Plastic pollution is a key environmental challenge today, calling for a new global agreement and sustainable solutions. Standards for plastics enjoy a privileged status in making this happen.
On 2 March, at the UN Environment Assembly in Nairobi, Kenya, senior representatives from 175 countries backed a ground-breaking resolution to stop plastic pollution. This will result in a legally binding, international agreement by the end of 2024, aiming to make all plastics sustainable.
Plastics, especially single-use plastics, have often made international headlines. And with good reason. According to the United Nations, the world and its oceans are being overrun by plastics. So much so, the Ellen MacArthur Foundation reports, that by 2050 there will be more plastic in the oceans than fish.
Although plastic-strewn oceans get most attention, the UN Food and Agricultural Organization (FAO) points out that plastics in soil threaten human health and food security. Last December, the FAO published a striking report, Assessment of agricultural plastics and their sustainability: a call for action, which described in detail how a multitude of agricultural plastics, especially microplastics, find their way into the food chain.
Towards a circular economy
The UN’s legally binding agreement to counter the extreme environmental impacts and risks from plastics took place two weeks before Global Recycling Day and aims to counter the multiple risks of plastics. The UN asserts that it will address the whole life cycle of plastics, requiring plastics that are designed for reuse and recycling, signalling an end to single-use plastics. In simple terms, the UN agreement aims to transform the life cycle of plastics from a linear model to a circular one.

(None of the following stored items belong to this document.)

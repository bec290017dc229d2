//! PDF Font Swap Library
//!
//! Replaces the fonts text is drawn with in existing PDFs. Text shown in the
//! fonts to replace is removed from the page content streams and drawn again
//! in a replacement font, at the same position and color, scaled to keep the
//! width of the original text.
//!
//! - Standard 14 fonts or any TrueType/OpenType font file as replacement
//! - Whole lines or single words re-drawn, or white patches over the old text
//! - Text in Form XObjects is handled like page text
//!
//! # Example
//!
//! ```no_run
//! use pdf_fontswap::fonts::ReplacementFont;
//! use pdf_fontswap::pdf::{replace_fonts, ReplaceMode, ReplaceOptions};
//! use std::path::Path;
//!
//! let options = ReplaceOptions {
//!     font: ReplacementFont::by_name("Courier").expect("Unknown font"),
//!     mode: ReplaceMode::Word,
//!     pages: None,
//! };
//!
//! replace_fonts(Path::new("input.pdf"), Path::new("output.pdf"), &options)
//!     .expect("Failed to replace fonts");
//! ```

pub mod error;
pub mod fonts;
pub mod geometry;
pub mod pdf;

// Re-export commonly used items
pub use error::{Error, Result};
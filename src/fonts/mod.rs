//! Fonts the text can be re-drawn with

pub mod encoding;
pub mod replacement;
pub mod standard;

pub use replacement::{ReplacementFont, ShapedGlyph};
pub use standard::StandardFont;
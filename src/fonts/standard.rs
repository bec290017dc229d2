//! Metrics for the Latin standard-14 PDF fonts
//!
//! Widths are in 1/1000 em and indexed by WinAnsiEncoding code. Codes below
//! 32 have no glyph. Data is taken from the Adobe AFM files.

/// One of the twelve Latin standard Type1 fonts every PDF reader provides
#[derive(Debug, Clone, Copy, PartialEq, Eq, Hash)]
pub enum StandardFont {
    Courier,
    CourierBold,
    CourierOblique,
    CourierBoldOblique,
    Helvetica,
    HelveticaBold,
    HelveticaOblique,
    HelveticaBoldOblique,
    TimesRoman,
    TimesBold,
    TimesItalic,
    TimesBoldItalic,
}

impl StandardFont {
    pub const ALL: [StandardFont; 12] = [
        StandardFont::Courier,
        StandardFont::CourierBold,
        StandardFont::CourierOblique,
        StandardFont::CourierBoldOblique,
        StandardFont::Helvetica,
        StandardFont::HelveticaBold,
        StandardFont::HelveticaOblique,
        StandardFont::HelveticaBoldOblique,
        StandardFont::TimesRoman,
        StandardFont::TimesBold,
        StandardFont::TimesItalic,
        StandardFont::TimesBoldItalic,
    ];

    /// PostScript name as written in `/BaseFont`
    pub fn postscript_name(&self) -> &'static str {
        match self {
            StandardFont::Courier => "Courier",
            StandardFont::CourierBold => "Courier-Bold",
            StandardFont::CourierOblique => "Courier-Oblique",
            StandardFont::CourierBoldOblique => "Courier-BoldOblique",
            StandardFont::Helvetica => "Helvetica",
            StandardFont::HelveticaBold => "Helvetica-Bold",
            StandardFont::HelveticaOblique => "Helvetica-Oblique",
            StandardFont::HelveticaBoldOblique => "Helvetica-BoldOblique",
            StandardFont::TimesRoman => "Times-Roman",
            StandardFont::TimesBold => "Times-Bold",
            StandardFont::TimesItalic => "Times-Italic",
            StandardFont::TimesBoldItalic => "Times-BoldItalic",
        }
    }

    /// Resolve a font name, case-insensitively
    ///
    /// Accepts PostScript names (`Times-BoldItalic`), and the four-letter
    /// short names (`tibi`, `helv`, `cour`, ...).
    pub fn from_name(name: &str) -> Option<StandardFont> {
        let lower = name.trim().to_ascii_lowercase();
        let font = match lower.as_str() {
            "helv" => StandardFont::Helvetica,
            "hebo" => StandardFont::HelveticaBold,
            "heit" => StandardFont::HelveticaOblique,
            "hebi" => StandardFont::HelveticaBoldOblique,
            "cour" => StandardFont::Courier,
            "cobo" => StandardFont::CourierBold,
            "coit" => StandardFont::CourierOblique,
            "cobi" => StandardFont::CourierBoldOblique,
            "tiro" => StandardFont::TimesRoman,
            "tibo" => StandardFont::TimesBold,
            "tiit" => StandardFont::TimesItalic,
            "tibi" => StandardFont::TimesBoldItalic,
            _ => {
                return StandardFont::ALL
                    .iter()
                    .copied()
                    .find(|f| f.postscript_name().eq_ignore_ascii_case(&lower))
            }
        };
        Some(font)
    }

    /// Glyph width for a WinAnsi code, in 1/1000 em
    pub fn width(&self, code: u8) -> u16 {
        if code < 32 {
            return 0;
        }
        let table = match self {
            StandardFont::Courier
            | StandardFont::CourierBold
            | StandardFont::CourierOblique
            | StandardFont::CourierBoldOblique => return 600,
            StandardFont::Helvetica | StandardFont::HelveticaOblique => &HELVETICA,
            StandardFont::HelveticaBold | StandardFont::HelveticaBoldOblique => &HELVETICA_BOLD,
            StandardFont::TimesRoman => &TIMES_ROMAN,
            StandardFont::TimesBold => &TIMES_BOLD,
            StandardFont::TimesItalic => &TIMES_ITALIC,
            StandardFont::TimesBoldItalic => &TIMES_BOLD_ITALIC,
        };
        table[(code - 32) as usize]
    }

    /// Ascender and descender in 1/1000 em
    pub fn ascent_descent(&self) -> (i16, i16) {
        match self {
            StandardFont::Courier
            | StandardFont::CourierBold
            | StandardFont::CourierOblique
            | StandardFont::CourierBoldOblique => (629, -157),
            StandardFont::Helvetica
            | StandardFont::HelveticaBold
            | StandardFont::HelveticaOblique
            | StandardFont::HelveticaBoldOblique => (718, -207),
            _ => (683, -217),
        }
    }
}

/// Find the standard font a `/BaseFont` refers to
///
/// Handles the common non-canonical spellings (`Arial`, `TimesNewRoman,Bold`)
/// loosely enough to get metrics for fonts that omit `/Widths`.
pub fn lookup_base_font(base_font: &str) -> Option<StandardFont> {
    let name = strip_subset_prefix(base_font);
    if let Some(font) = StandardFont::from_name(name) {
        return Some(font);
    }
    let lower = name.to_ascii_lowercase();
    let bold = lower.contains("bold");
    let italic = lower.contains("italic") || lower.contains("oblique");
    let family = if lower.starts_with("courier") {
        0
    } else if lower.starts_with("times") {
        2
    } else if lower.starts_with("helvetica") || lower.starts_with("arial") {
        1
    } else {
        return None;
    };
    let font = match (family, bold, italic) {
        (0, false, false) => StandardFont::Courier,
        (0, true, false) => StandardFont::CourierBold,
        (0, false, true) => StandardFont::CourierOblique,
        (0, true, true) => StandardFont::CourierBoldOblique,
        (1, false, false) => StandardFont::Helvetica,
        (1, true, false) => StandardFont::HelveticaBold,
        (1, false, true) => StandardFont::HelveticaOblique,
        (1, true, true) => StandardFont::HelveticaBoldOblique,
        (_, false, false) => StandardFont::TimesRoman,
        (_, true, false) => StandardFont::TimesBold,
        (_, false, true) => StandardFont::TimesItalic,
        (_, true, true) => StandardFont::TimesBoldItalic,
    };
    Some(font)
}

/// Remove a subset tag (`ABCDEF+`) from a font name
pub fn strip_subset_prefix(name: &str) -> &str {
    match name.find('+') {
        Some(idx) => &name[idx + 1..],
        None => name,
    }
}

#[rustfmt::skip]
static HELVETICA: [u16; 224] = [
    278, 278, 355, 556, 556, 889, 667, 191, 333, 333, 389, 584, 278, 333, 278, 278,
    556, 556, 556, 556, 556, 556, 556, 556, 556, 556, 278, 278, 584, 584, 584, 556,
    1015, 667, 667, 722, 722, 667, 611, 778, 722, 278, 500, 667, 556, 833, 722, 778,
    667, 778, 722, 667, 611, 722, 667, 944, 667, 667, 611, 278, 278, 278, 469, 556,
    333, 556, 556, 500, 556, 556, 278, 556, 556, 222, 222, 500, 222, 833, 556, 556,
    556, 556, 333, 500, 278, 556, 500, 722, 500, 500, 500, 334, 260, 334, 584, 0,
    556, 0, 222, 556, 333, 1000, 556, 556, 333, 1000, 667, 333, 1000, 0, 611, 0,
    0, 222, 222, 333, 333, 350, 556, 1000, 333, 1000, 500, 333, 944, 0, 500, 667,
    278, 333, 556, 556, 556, 556, 260, 556, 333, 737, 370, 556, 584, 333, 737, 333,
    400, 584, 333, 333, 333, 556, 537, 278, 333, 333, 365, 556, 834, 834, 834, 611,
    667, 667, 667, 667, 667, 667, 1000, 722, 667, 667, 667, 667, 278, 278, 278, 278,
    722, 722, 778, 778, 778, 778, 778, 584, 778, 722, 722, 722, 722, 667, 667, 611,
    556, 556, 556, 556, 556, 556, 889, 500, 556, 556, 556, 556, 278, 278, 278, 278,
    556, 556, 556, 556, 556, 556, 556, 584, 611, 556, 556, 556, 556, 500, 556, 500,
];
#[rustfmt::skip]
static HELVETICA_BOLD: [u16; 224] = [
    278, 333, 474, 556, 556, 889, 722, 238, 333, 333, 389, 584, 278, 333, 278, 278,
    556, 556, 556, 556, 556, 556, 556, 556, 556, 556, 333, 333, 584, 584, 584, 611,
    975, 722, 722, 722, 722, 667, 611, 778, 722, 278, 556, 722, 611, 833, 722, 778,
    667, 778, 722, 667, 611, 722, 667, 944, 667, 667, 611, 333, 278, 333, 584, 556,
    333, 556, 611, 556, 611, 556, 333, 611, 611, 278, 278, 556, 278, 889, 611, 611,
    611, 611, 389, 556, 333, 611, 556, 778, 556, 556, 500, 389, 280, 389, 584, 0,
    556, 0, 278, 556, 500, 1000, 556, 556, 333, 1000, 667, 333, 1000, 0, 611, 0,
    0, 278, 278, 500, 500, 350, 556, 1000, 333, 1000, 556, 333, 944, 0, 500, 667,
    278, 333, 556, 556, 556, 556, 280, 556, 333, 737, 370, 556, 584, 333, 737, 333,
    400, 584, 333, 333, 333, 611, 556, 278, 333, 333, 365, 556, 834, 834, 834, 611,
    722, 722, 722, 722, 722, 722, 1000, 722, 667, 667, 667, 667, 278, 278, 278, 278,
    722, 722, 778, 778, 778, 778, 778, 584, 778, 722, 722, 722, 722, 667, 667, 611,
    556, 556, 556, 556, 556, 556, 889, 556, 556, 556, 556, 556, 278, 278, 278, 278,
    611, 611, 611, 611, 611, 611, 611, 584, 611, 611, 611, 611, 611, 556, 611, 556,
];
#[rustfmt::skip]
static TIMES_ROMAN: [u16; 224] = [
    250, 333, 408, 500, 500, 833, 778, 180, 333, 333, 500, 564, 250, 333, 250, 278,
    500, 500, 500, 500, 500, 500, 500, 500, 500, 500, 278, 278, 564, 564, 564, 444,
    921, 722, 667, 667, 722, 611, 556, 722, 722, 333, 389, 722, 611, 889, 722, 722,
    556, 722, 667, 556, 611, 722, 722, 944, 722, 722, 611, 333, 278, 333, 469, 500,
    333, 444, 500, 444, 500, 444, 333, 500, 500, 278, 278, 500, 278, 778, 500, 500,
    500, 500, 333, 389, 278, 500, 500, 722, 500, 500, 444, 480, 200, 480, 541, 0,
    500, 0, 333, 500, 444, 1000, 500, 500, 333, 1000, 556, 333, 889, 0, 611, 0,
    0, 333, 333, 444, 444, 350, 500, 1000, 333, 980, 389, 333, 722, 0, 444, 722,
    250, 333, 500, 500, 500, 500, 200, 500, 333, 760, 276, 500, 564, 333, 760, 333,
    400, 564, 300, 300, 333, 500, 453, 250, 333, 300, 310, 500, 750, 750, 750, 444,
    722, 722, 722, 722, 722, 722, 889, 667, 611, 611, 611, 611, 333, 333, 333, 333,
    722, 722, 722, 722, 722, 722, 722, 564, 722, 722, 722, 722, 722, 722, 556, 500,
    444, 444, 444, 444, 444, 444, 667, 444, 444, 444, 444, 444, 278, 278, 278, 278,
    500, 500, 500, 500, 500, 500, 500, 564, 500, 500, 500, 500, 500, 500, 500, 500,
];
#[rustfmt::skip]
static TIMES_BOLD: [u16; 224] = [
    250, 333, 555, 500, 500, 1000, 833, 278, 333, 333, 500, 570, 250, 333, 250, 278,
    500, 500, 500, 500, 500, 500, 500, 500, 500, 500, 333, 333, 570, 570, 570, 500,
    930, 722, 667, 722, 722, 667, 611, 778, 778, 389, 500, 778, 667, 944, 722, 778,
    611, 778, 722, 556, 667, 722, 722, 1000, 722, 722, 667, 333, 278, 333, 581, 500,
    333, 500, 556, 444, 556, 444, 333, 500, 556, 278, 333, 556, 278, 833, 556, 500,
    556, 556, 444, 389, 333, 556, 500, 722, 500, 500, 444, 394, 220, 394, 520, 0,
    500, 0, 333, 500, 500, 1000, 500, 500, 333, 1000, 556, 333, 1000, 0, 667, 0,
    0, 333, 333, 500, 500, 350, 500, 1000, 333, 1000, 389, 333, 722, 0, 444, 722,
    250, 333, 500, 500, 500, 500, 220, 500, 333, 747, 300, 500, 570, 333, 747, 333,
    400, 570, 300, 300, 333, 556, 540, 250, 333, 300, 330, 500, 750, 750, 750, 500,
    722, 722, 722, 722, 722, 722, 1000, 722, 667, 667, 667, 667, 389, 389, 389, 389,
    722, 722, 778, 778, 778, 778, 778, 570, 778, 722, 722, 722, 722, 722, 611, 556,
    500, 500, 500, 500, 500, 500, 722, 444, 444, 444, 444, 444, 278, 278, 278, 278,
    500, 556, 500, 500, 500, 500, 500, 570, 500, 556, 556, 556, 556, 500, 556, 500,
];
#[rustfmt::skip]
static TIMES_ITALIC: [u16; 224] = [
    250, 333, 420, 500, 500, 833, 778, 214, 333, 333, 500, 675, 250, 333, 250, 278,
    500, 500, 500, 500, 500, 500, 500, 500, 500, 500, 333, 333, 675, 675, 675, 500,
    920, 611, 611, 667, 722, 611, 611, 722, 722, 333, 444, 667, 556, 833, 667, 722,
    611, 722, 611, 500, 556, 722, 611, 833, 611, 556, 556, 389, 278, 389, 422, 500,
    333, 500, 500, 444, 500, 444, 278, 500, 500, 278, 278, 444, 278, 722, 500, 500,
    500, 500, 389, 389, 278, 500, 444, 667, 444, 444, 389, 400, 275, 400, 541, 0,
    500, 0, 333, 500, 556, 889, 500, 500, 333, 1000, 500, 333, 944, 0, 556, 0,
    0, 333, 333, 556, 556, 350, 500, 889, 333, 980, 389, 333, 667, 0, 389, 556,
    250, 389, 500, 500, 500, 500, 275, 500, 333, 760, 276, 500, 675, 333, 760, 333,
    400, 675, 300, 300, 333, 500, 523, 250, 333, 300, 310, 500, 750, 750, 750, 500,
    611, 611, 611, 611, 611, 611, 889, 667, 611, 611, 611, 611, 333, 333, 333, 333,
    722, 667, 722, 722, 722, 722, 722, 675, 722, 722, 722, 722, 722, 556, 611, 500,
    500, 500, 500, 500, 500, 500, 667, 444, 444, 444, 444, 444, 278, 278, 278, 278,
    500, 500, 500, 500, 500, 500, 500, 675, 500, 500, 500, 500, 500, 444, 500, 444,
];
#[rustfmt::skip]
static TIMES_BOLD_ITALIC: [u16; 224] = [
    250, 389, 555, 500, 500, 833, 778, 278, 333, 333, 500, 570, 250, 333, 250, 278,
    500, 500, 500, 500, 500, 500, 500, 500, 500, 500, 333, 333, 570, 570, 570, 500,
    832, 667, 667, 667, 722, 667, 667, 722, 778, 389, 500, 667, 611, 889, 722, 722,
    611, 722, 667, 556, 611, 722, 667, 889, 667, 611, 611, 333, 278, 333, 570, 500,
    333, 500, 500, 444, 500, 444, 333, 500, 556, 278, 278, 500, 278, 778, 556, 500,
    500, 500, 389, 389, 278, 556, 444, 667, 500, 444, 389, 348, 220, 348, 570, 0,
    500, 0, 333, 500, 500, 1000, 500, 500, 333, 1000, 556, 333, 944, 0, 611, 0,
    0, 333, 333, 500, 500, 350, 500, 1000, 333, 1000, 389, 333, 667, 0, 389, 611,
    250, 389, 500, 500, 500, 500, 220, 500, 333, 747, 266, 500, 606, 333, 747, 333,
    400, 570, 300, 300, 333, 576, 500, 250, 333, 300, 300, 500, 750, 750, 750, 500,
    667, 667, 667, 667, 667, 667, 944, 667, 667, 667, 667, 667, 389, 389, 389, 389,
    722, 722, 722, 722, 722, 722, 722, 570, 722, 722, 722, 722, 722, 611, 611, 500,
    500, 500, 500, 500, 500, 500, 722, 444, 444, 444, 444, 444, 278, 278, 278, 278,
    500, 556, 500, 500, 500, 500, 500, 570, 500, 556, 556, 556, 556, 444, 500, 444,
];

As both a practitioner in the plastics sector and a developer of International Standards, Ilzhöfer is motivated to find solutions and promote the standardization of sustainable production and consumption of plastics. “ISO standards can provide solutions to critical challenges, such as the improper handling of plastic waste and its consequent environmental impacts, for instance in the area of microplastics,” he clarifies.
Solutions in standards
Calls for a more circular plastics economy, for instance, include proposals for improved standards on issues ranging from recyclability and recycled content of plastics to biodegradability and reusability. Ilzhöfer can point to numerous ISO standards that have fostered sustainability in plastics. “ISO 15270:2008, Plastics – Guidelines for the recovery and recycling of plastics waste, is one example. This standard sets the framework for the development of further standards and specifications on plastics waste recovery, including recycling – a way to close the loop,” he explains.
Standards in the area of design for recycling, track-and-trace solutions and waste management are the basis for an ecologically and economically viable recycling phase. Additionally, Ilzhöfer is also certain that the standardization of waste-based feedstocks for different recycling technologies will immediately support the global market development for increasing the rate of recycling.
“Since the first recovery and recycling standard in 2008, new, more efficient chemical recycling processes have been developed. From here onwards, further standardization will support the global implementation of recycling facilities to increase the recycling rate of plastics,” he concludes.